# Weighted ALS from Hu, Koren and Volinksky's paper

http://yifanhu.net/PUB/cf.pdf

In [126]:
import os
import pandas as pd
from scipy.sparse import coo_matrix, csr_matrix, diags
from scipy.linalg import cho_solve, cho_factor, solve
import numpy as np

import matplotlib.pyplot as plt
from sklearn.metrics import log_loss, accuracy_score, roc_curve, roc_auc_score
from sklearn.utils.extmath import safe_sparse_dot
import time

%matplotlib inline

In [22]:
%load_ext autoreload
%autoreload 2

The autoreload extension is already loaded. To reload it, use:
  %reload_ext autoreload


In [23]:
lastfm_file = "/Users/timwee/projects/datasets/lastfm-dataset-360K/usersha1-artmbid-artname-plays.tsv"

In [24]:
user_to_idx = {}
artist_to_idx = {}
users, artists, num_played = [], [], []
with open(lastfm_file, 'r') as f:
    for line in f:
        tup = line.strip().split("\t")
        usr, artist, cur_num_played = tup[0], tup[1], float(tup[3])
        if usr not in user_to_idx:
            user_to_idx[usr] = len(user_to_idx)
        if artist not in artist_to_idx:
            artist_to_idx[artist] = len(artist_to_idx)
        users.append(user_to_idx[usr])
        artists.append(artist_to_idx[artist])
        num_played.append(cur_num_played)

In [25]:
del user_to_idx, artist_to_idx

## hyperparams and initialization

In [26]:
num_factors = 20
alpha = 40
epsilon = 1e-7
regularization = 1e-2

In [27]:
1 + alpha * np.log(1 + 0/epsilon), alpha * np.log(1 + 0/epsilon)

(1.0, 0.0)

In [28]:
# we don't add the 1 in the confidence formula, bec. we will subtract it out later anyway
#   This lets us keep the sparse matrix, otherwise 0 becomes 1
# just remember to add 1 when calculating b when solving the linear equation to C
confidence_vals = alpha * np.log(1 + np.array(num_played) / epsilon)

In [29]:
item_users_mat = coo_matrix((confidence_vals, (artists, users))).tocsr()        

In [30]:
user_items_mat = item_users_mat.T

In [31]:
num_users, num_items = user_items_mat.shape

## bench one row

For each row $x_u$ (user or item) we solve a linear equation. 
\begin{align}
x_u = (Y^TC^uY + \lambda I)^{-1} Y^TC^up(u)
\end{align}

- $C^{u}$ is a diagonal matrix where $C_{ii}^{u} = c_{ui}$, the "confidence" value of the user with the item.
- $Y$ is the item factors matrix (with dimensions **num_items X num_factors**)
- $\lambda$ is the regularization parameter
- $p(u)$ is the vector of preferences for user $u$. (this is the binarized values from the rating matrix.

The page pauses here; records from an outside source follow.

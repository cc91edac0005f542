use anyhow::{Context, Result};
use clap::Parser;
use tokio::signal;
use tracing::{error, info, warn};
mod config;
mod error;
mod model;
mod policy;
mod services;
mod utils;

use config::{Config, DEFAULT_CONFIG_PATH};
use services::{DisplayBackend, DryRunDisplay, WindowGuard, X11Display};

#[derive(Parser, Debug)]
#[command(name = "window-guard")]
#[command(about = "Держит целевое окно на втором мониторе, остальные окна и курсор на основном")]
struct Args {
    /// Путь к файлу конфигурации
    #[arg(short, long, default_value = DEFAULT_CONFIG_PATH)]
    config: String,

    /// Режим сухого запуска (эмулируемый рабочий стол вместо X-сервера)
    #[arg(long)]
    dry_run: bool,

    /// Уровень логирования
    #[arg(long, default_value = "info")]
    log_level: String,
}

#[tokio::main(flavor = "current_thread")]
async fn main() -> Result<()> {
    let args = Args::parse();

    // Инициализация системы логирования
    init_tracing(&args.log_level)?;

    info!("Запуск window-guard v{}", env!("CARGO_PKG_VERSION"));

    // Загрузка конфигурации
    let config = Config::load(&args.config)?;
    info!("Целевое окно: \"{}\" (конфигурация: {})", config.title, args.config);

    if args.dry_run {
        warn!("Режим сухого запуска - X-сервер не используется");
        guard_until_signal(WindowGuard::new(&config, DryRunDisplay::demo())).await
    } else {
        let display = X11Display::connect().context("💥 Не удалось подключиться к X-серверу")?;
        guard_until_signal(WindowGuard::new(&config, display)).await
    }
}

async fn guard_until_signal<B: DisplayBackend>(guard: WindowGuard<B>) -> Result<()> {
    tokio::select! {
        result = guard.run() => {
            result.context("WindowGuard остановлен из-за ошибки")?;
        }
        signal = signal::ctrl_c() => match signal {
            Ok(()) => info!("Получен сигнал завершения (Ctrl+C)"),
            Err(err) => error!("Ошибка при ожидании сигнала завершения: {}", err),
        },
    }

    info!("window-guard завершил работу");
    Ok(())
}

fn init_tracing(level: &str) -> Result<()> {
    use tracing_subscriber::{layer::SubscriberExt, util::SubscriberInitExt, EnvFilter};

    let filter = EnvFilter::try_from_default_env()
        .or_else(|_| EnvFilter::try_new(level))?;

    tracing_subscriber::registry()
        .with(filter)
        .with(tracing_subscriber::fmt::layer().compact())
        .init();

    Ok(())
}
// ✅ Макросы условного логирования для горячего пути тика
#[macro_export]
macro_rules! debug_if_enabled {
    ($($arg:tt)*) => {
        if tracing::enabled!(tracing::Level::DEBUG) {
            tracing::debug!($($arg)*);
        }
    };
}

#[macro_export]
macro_rules! trace_if_enabled {
    ($($arg:tt)*) => {
        if tracing::enabled!(tracing::Level::TRACE) {
            tracing::trace!($($arg)*);
        }
    };
}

#### confidence value and preferences

Hu, et. al computed $c_{ui}$ in 2 different ways:
1. $c_{ui} = 1 + \alpha r_{ui}$
    - $\alpha$ was set to 40 in the paper.
2. $c_{ui} = 1 + \alpha \log{({1 + r_{ui}} / \epsilon)}$


#### Rewrite of equation for faster runtime
We can rewrite $Y^TC^uY$ to avoid the two big matrix multiplies with $Y$ everytime for each user:
$$(Y^TC^uY) = (Y^T(I + C^u - I)Y) = Y^TY + Y^T(C^u - I)Y\\$$

This means that we can compute $Y^TY$ once and reuse it.

**Note:** This is mostly bec. of $C^u$ having values for all entries (a min value of 1 because the confidence formulas above have a $+ 1$). Since we don't add this $1$ to our confidence values when we form the matrix, we can directly compute $(Y^TC^uY)$

#### solving for $x_u$ 
To solve for $x_u$, we treat the first part of the equation above as the inverse, and the latter part as $b$, $x_u = A^{-1}b$, and pass it to a linear equations solver. 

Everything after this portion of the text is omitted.